* Directions for this task
Which lines of the records contain the word "slot"? Show each of them.

[[ Dataset records open ]]

//! Fixed in-memory registry for fixtures and offline tests.

use crate::error::{Error, Result};
use crate::package::PackageId;
use crate::registry::{PackageRoot, Registry, RegistryPackageRoot};
use flate2::Compression;
use flate2::write::GzEncoder;
use sha1::{Digest, Sha1};
use std::collections::HashMap;
use std::io::{Cursor, Read};
use std::sync::Arc;

/// A [`Registry`] serving a fixed set of packages from memory.
///
/// Package roots and archive bytes are published up front; lookups never
/// touch the network or the filesystem.
#[derive(Debug, Default)]
pub struct StaticRegistry {
    roots: HashMap<PackageId, Arc<RegistryPackageRoot>>,
    resources: HashMap<String, Vec<u8>>,
}

impl StaticRegistry {
    /// Create an empty registry.
    #[must_use]
    pub fn new() -> Self {
        Self::default()
    }

    /// Publish a package root.
    pub fn publish_root(&mut self, root: RegistryPackageRoot) {
        self.roots.insert(root.id().clone(), Arc::new(root));
    }

    /// Publish raw archive bytes under a URL.
    pub fn publish_resource(&mut self, url: impl Into<String>, bytes: Vec<u8>) {
        self.resources.insert(url.into(), bytes);
    }
}

impl Registry for StaticRegistry {
    fn package_root(&self, id: &PackageId) -> Result<Arc<dyn PackageRoot>> {
        self.roots
            .get(id)
            .cloned()
            .map(|root| root as Arc<dyn PackageRoot>)
            .ok_or_else(|| Error::PackageNotFound {
                package: id.to_string(),
            })
    }

    fn open_archive(&self, url: &str) -> Result<Box<dyn Read + Send>> {
        self.resources
            .get(url)
            .cloned()
            .map(|bytes| Box::new(Cursor::new(bytes)) as Box<dyn Read + Send>)
            .ok_or_else(|| Error::ResourceNotFound {
                url: url.to_string(),
            })
    }
}

/// Build a gzip-compressed tarball from `(path, content)` pairs.
pub fn build_tarball(files: &[(&str, &[u8])]) -> Result<Vec<u8>> {
    let mut builder = tar::Builder::new(GzEncoder::new(Vec::new(), Compression::default()));
    for (path, content) in files {
        let mut header = tar::Header::new_gnu();
        header
            .set_path(path)
            .map_err(|source| Error::io(source, path, "set entry path"))?;
        header.set_size(content.len() as u64);
        header.set_mode(0o644);
        header.set_cksum();
        builder
            .append(&header, *content)
            .map_err(|source| Error::io_no_path(source, "append entry"))?;
    }
    builder
        .into_inner()
        .map_err(|source| Error::io_no_path(source, "finish tar"))?
        .finish()
        .map_err(|source| Error::io_no_path(source, "finish gzip"))
}

/// Uppercase SHA-1 hex of a byte slice, as registries publish it.
#[must_use]
pub fn sha1_hex(bytes: &[u8]) -> String {
    hex::encode_upper(Sha1::digest(bytes))
}
//! Streaming tar+gzip reader with integrity verification.
//!
//! Registries publish the SHA-1 of the compressed tarball, so every raw byte
//! pulled from the underlying stream is fed to a running digest before
//! decompression. [`TarGzReader::close`] drains the stream to its end and
//! compares the finalized digest against the published checksum; an archive
//! is never treated as verified without that full comparison.

use crate::error::{Error, Result};
use flate2::read::GzDecoder;
use sha1::{Digest, Sha1};
use std::io::{self, Read};
use std::path::Path;
use tracing::trace;

/// A reader that feeds every byte it yields into a SHA-1 digest.
struct DigestReader<R> {
    inner: R,
    digest: Sha1,
}

impl<R: Read> Read for DigestReader<R> {
    fn read(&mut self, buf: &mut [u8]) -> io::Result<usize> {
        let read = self.inner.read(buf)?;
        self.digest.update(&buf[..read]);
        Ok(read)
    }
}

/// Single-pass reader over a gzip-compressed tar archive.
///
/// The underlying stream can only move forward, so a reader supports one
/// scan: either [`find_entry`](Self::find_entry) or
/// [`extract_files`](Self::extract_files), followed by
/// [`close`](Self::close).
pub struct TarGzReader<R: Read> {
    archive: tar::Archive<GzDecoder<DigestReader<R>>>,
    expected_checksum: Option<String>,
}

impl<R: Read> TarGzReader<R> {
    /// Wrap a raw, still-compressed tarball stream.
    #[must_use]
    pub fn new(reader: R, expected_checksum: Option<String>) -> Self {
        let tap = DigestReader {
            inner: reader,
            digest: Sha1::new(),
        };
        Self {
            archive: tar::Archive::new(GzDecoder::new(tap)),
            expected_checksum,
        }
    }

    /// Scan forward to the named entry and return its content.
    ///
    /// Matching is case-insensitive and ignores a leading `./` on entry
    /// paths. The scan consumes the stream up to the match.
    pub fn find_entry(&mut self, name: &str) -> Result<Vec<u8>> {
        let entries = self
            .archive
            .entries()
            .map_err(|source| Error::io_no_path(source, "read archive"))?;
        for entry in entries {
            let mut entry = entry.map_err(|source| Error::io_no_path(source, "read archive entry"))?;
            let path = entry
                .path()
                .map_err(|source| Error::io_no_path(source, "read entry path"))?
                .to_string_lossy()
                .into_owned();
            let path = path.trim_start_matches("./");
            if path.eq_ignore_ascii_case(name) {
                trace!(entry = path, "found archive entry");
                let mut content = Vec::new();
                entry
                    .read_to_end(&mut content)
                    .map_err(|source| Error::io_no_path(source, "read entry content"))?;
                return Ok(content);
            }
        }
        Err(Error::EntryNotFound {
            name: name.to_string(),
        })
    }

    /// Feed every regular file entry to the consumer.
    ///
    /// Entry paths keep their internal layout with a leading `./` stripped.
    /// Directories, links and other special entries are skipped.
    pub fn extract_files<F>(&mut self, mut consumer: F) -> Result<()>
    where
        F: FnMut(&Path, &[u8]) -> Result<()>,
    {
        let entries = self
            .archive
            .entries()
            .map_err(|source| Error::io_no_path(source, "read archive"))?;
        for entry in entries {
            let mut entry = entry.map_err(|source| Error::io_no_path(source, "read archive entry"))?;
            if !entry.header().entry_type().is_file() {
                continue;
            }
            let path = entry
                .path()
                .map_err(|source| Error::io_no_path(source, "read entry path"))?
                .into_owned();
            let mut content = Vec::new();
            entry
                .read_to_end(&mut content)
                .map_err(|source| Error::io_no_path(source, "read entry content"))?;
            let relative = path.strip_prefix(".").unwrap_or(&path);
            trace!(entry = %relative.display(), size = content.len(), "extracted archive entry");
            consumer(relative, &content)?;
        }
        Ok(())
    }

    /// Verify the published checksum, consuming the reader.
    ///
    /// The remaining raw stream is drained first so the digest covers the
    /// whole archive even when the caller stopped at an early entry. Without
    /// a published checksum this is a no-op.
    pub fn close(self) -> Result<()> {
        let Some(expected) = self.expected_checksum else {
            return Ok(());
        };
        let mut tap = self.archive.into_inner().into_inner();
        io::copy(&mut tap, &mut io::sink())
            .map_err(|source| Error::io_no_path(source, "drain archive"))?;
        let actual = hex::encode(tap.digest.finalize());
        if actual.eq_ignore_ascii_case(&expected) {
            trace!(checksum = %expected, "archive checksum verified");
            Ok(())
        } else {
            Err(Error::ChecksumMismatch {
                expected,
                actual: actual.to_ascii_uppercase(),
            })
        }
    }
}
//! A package and the set of its resolved versions.

use crate::bundle_version::BundleVersion;
use crate::config::BundleConfig;
use crate::error::Result;
use crate::repository::ResolverContext;
use rayon::iter::{IntoParallelIterator, ParallelIterator};
use std::collections::BTreeMap;
use std::collections::btree_map::Entry;
use std::sync::{Arc, Mutex, MutexGuard, PoisonError};
use tracing::{debug, warn};
use webmod_registry::{PackageId, PackageRoot};
use webmod_semver::{Range, Version};

/// One package of the repository and the versions resolved for it so far.
///
/// A bundle is created the first time its package appears in a dependency
/// walk and accumulates versions as ranges request them. A version is
/// resolved at most once; later requests matching it see the existing
/// value.
pub struct Bundle {
    context: Arc<ResolverContext>,
    root: Arc<dyn PackageRoot>,
    config: BundleConfig,
    versions: Mutex<BTreeMap<Version, Arc<BundleVersion>>>,
}

impl Bundle {
    pub(crate) fn new(
        context: Arc<ResolverContext>,
        root: Arc<dyn PackageRoot>,
        config: BundleConfig,
    ) -> Self {
        Self {
            context,
            root,
            config,
            versions: Mutex::new(BTreeMap::new()),
        }
    }

    /// The package this bundle resolves.
    #[must_use]
    pub fn id(&self) -> &PackageId {
        self.root.id()
    }

    /// Resolve every published version the range matches that is not
    /// resolved yet.
    ///
    /// Candidates load in parallel. A candidate whose metadata cannot be
    /// loaded is logged and dropped; the rest still resolve. Returns the
    /// newly resolved versions only, so a repeated call with the same
    /// range returns nothing.
    pub fn fetch_dependencies(&self, range: &Range) -> Vec<Arc<BundleVersion>> {
        let candidates: Vec<Version> = {
            let versions = self.lock_versions();
            self.root
                .package_versions()
                .into_iter()
                .filter(|version| range.matches(version))
                .filter(|version| !versions.contains_key(version))
                .collect()
        };

        candidates
            .into_par_iter()
            .filter_map(|version| match self.fetch_version(&version) {
                Ok(resolved) => resolved,
                Err(error) => {
                    warn!(package = %self.id(), %version, %error, "cannot initialize version");
                    None
                }
            })
            .collect()
    }

    /// Resolve one version, or return `None` when another walk already
    /// resolved it.
    fn fetch_version(&self, version: &Version) -> Result<Option<Arc<BundleVersion>>> {
        let metadata = self.root.package_version(version)?;
        let config = self.config.version_config(version);
        let candidate = Arc::new(BundleVersion::new(
            Arc::clone(&self.context),
            metadata,
            config,
        ));

        let mut versions = self.lock_versions();
        match versions.entry(version.clone()) {
            Entry::Occupied(_) => Ok(None),
            Entry::Vacant(slot) => {
                debug!(package = %self.id(), %version, "resolved version");
                slot.insert(Arc::clone(&candidate));
                Ok(Some(candidate))
            }
        }
    }

    /// Every resolved version, in ascending precedence order.
    #[must_use]
    pub fn versions(&self) -> Vec<Arc<BundleVersion>> {
        self.lock_versions().values().cloned().collect()
    }

    /// One resolved version, if present.
    #[must_use]
    pub fn version(&self, version: &Version) -> Option<Arc<BundleVersion>> {
        self.lock_versions().get(version).cloned()
    }

    /// The resolved versions a range matches, in ascending precedence
    /// order.
    #[must_use]
    pub fn matching_versions(&self, range: &Range) -> Vec<Arc<BundleVersion>> {
        self.lock_versions()
            .iter()
            .filter(|(version, _)| range.matches(version))
            .map(|(_, resolved)| Arc::clone(resolved))
            .collect()
    }

    fn lock_versions(&self) -> MutexGuard<'_, BTreeMap<Version, Arc<BundleVersion>>> {
        // Map operations cannot leave partial state, so a poisoned lock
        // stays usable.
        self.versions
            .lock()
            .unwrap_or_else(PoisonError::into_inner)
    }
}

#[cfg(test)]
mod tests {
    use super::*;
    use crate::config::RepositoryConfig;
    use serde_json::json;
    use tempfile::TempDir;
    use webmod_registry::{Cache, PackageVersion, RegistryPackageRoot, StaticRegistry};

    fn range(s: &str) -> Range {
        s.parse().unwrap()
    }

    fn version(s: &str) -> Version {
        s.parse().unwrap()
    }

    fn context() -> (TempDir, Arc<ResolverContext>) {
        let cache_dir = TempDir::new().unwrap();
        let context = Arc::new(ResolverContext {
            registry: Arc::new(StaticRegistry::new()),
            cache: Cache::new(cache_dir.path()).unwrap(),
            symbolic_name_prefix: "web.modules".to_string(),
        });
        (cache_dir, context)
    }

    fn left_pad_bundle(context: &Arc<ResolverContext>) -> Bundle {
        let root = RegistryPackageRoot::from_document(
            "left-pad".parse().unwrap(),
            &json!({
                "versions": {
                    "1.0.0": {},
                    "1.1.0": {},
                    "1.1.0-rc.1": {},
                    "2.0.0": {}
                }
            }),
        )
        .unwrap();
        let config = RepositoryConfig::default().bundle_config(root.id());
        Bundle::new(Arc::clone(context), Arc::new(root), config)
    }

    #[test]
    fn test_fetch_resolves_matching_versions() {
        let (_cache_dir, context) = context();
        let bundle = left_pad_bundle(&context);

        let resolved = bundle.fetch_dependencies(&range("^1.0.0"));
        let mut resolved: Vec<String> = resolved
            .iter()
            .map(|version| version.version().to_string())
            .collect();
        resolved.sort();
        // 1.1.0-rc.1 is invisible to a range without a pre-release
        // comparator on its tuple; 2.0.0 is out of range.
        assert_eq!(resolved, ["1.0.0", "1.1.0"]);
        assert_eq!(bundle.versions().len(), 2);
    }

    #[test]
    fn test_second_fetch_returns_nothing_new() {
        let (_cache_dir, context) = context();
        let bundle = left_pad_bundle(&context);

        assert_eq!(bundle.fetch_dependencies(&range("^1.0.0")).len(), 2);
        assert!(bundle.fetch_dependencies(&range("^1.0.0")).is_empty());
        assert_eq!(bundle.versions().len(), 2);
    }

    #[test]
    fn test_wider_second_fetch_returns_only_the_delta() {
        let (_cache_dir, context) = context();
        let bundle = left_pad_bundle(&context);

        bundle.fetch_dependencies(&range("^1.0.0"));
        let delta = bundle.fetch_dependencies(&range(">=1.0.0 <3.0.0"));
        let delta: Vec<String> = delta
            .iter()
            .map(|version| version.version().to_string())
            .collect();
        assert_eq!(delta, ["2.0.0"]);
        assert_eq!(bundle.versions().len(), 3);
    }

    #[test]
    fn test_matching_versions_ascending() {
        let (_cache_dir, context) = context();
        let bundle = left_pad_bundle(&context);
        bundle.fetch_dependencies(&range(">=1.0.0 <3.0.0"));

        let matching: Vec<String> = bundle
            .matching_versions(&range("^1.0.0"))
            .iter()
            .map(|version| version.version().to_string())
            .collect();
        assert_eq!(matching, ["1.0.0", "1.1.0"]);
        assert!(bundle.version(&version("2.0.0")).is_some());
        assert!(bundle.version(&version("3.0.0")).is_none());
    }

    #[test]
    fn test_failed_candidate_is_dropped_not_fatal() {
        struct FlakyRoot {
            id: PackageId,
            good: Arc<PackageVersion>,
        }

        impl PackageRoot for FlakyRoot {
            fn id(&self) -> &PackageId {
                &self.id
            }

            fn package_versions(&self) -> Vec<Version> {
                vec![version("1.0.0"), version("1.5.0")]
            }

            fn package_version(
                &self,
                requested: &Version,
            ) -> webmod_registry::Result<Arc<PackageVersion>> {
                if *requested == version("1.5.0") {
                    return Err(webmod_registry::Error::VersionNotFound {
                        package: self.id.to_string(),
                        version: requested.to_string(),
                    });
                }
                Ok(Arc::clone(&self.good))
            }
        }

        let (_cache_dir, context) = context();
        let id: PackageId = "left-pad".parse().unwrap();
        let good = Arc::new(PackageVersion::new(
            id.clone(),
            version("1.0.0"),
            BTreeMap::new(),
            Vec::new(),
            None,
        ));
        let config = RepositoryConfig::default().bundle_config(&id);
        let bundle = Bundle::new(
            Arc::clone(&context),
            Arc::new(FlakyRoot { id, good }),
            config,
        );

        let resolved = bundle.fetch_dependencies(&range("^1.0.0"));
        assert_eq!(resolved.len(), 1);
        assert_eq!(resolved[0].version(), &version("1.0.0"));
        assert!(bundle.version(&version("1.5.0")).is_none());

        // The broken candidate is retried by the next matching fetch, not
        // poisoned.
        assert!(bundle.fetch_dependencies(&range("^1.0.0")).is_empty());
    }
}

[[ Dataset records closed ]]

* Solution to this exercise
            Entry::Vacant(slot) => {
                slot.insert(Arc::clone(&candidate));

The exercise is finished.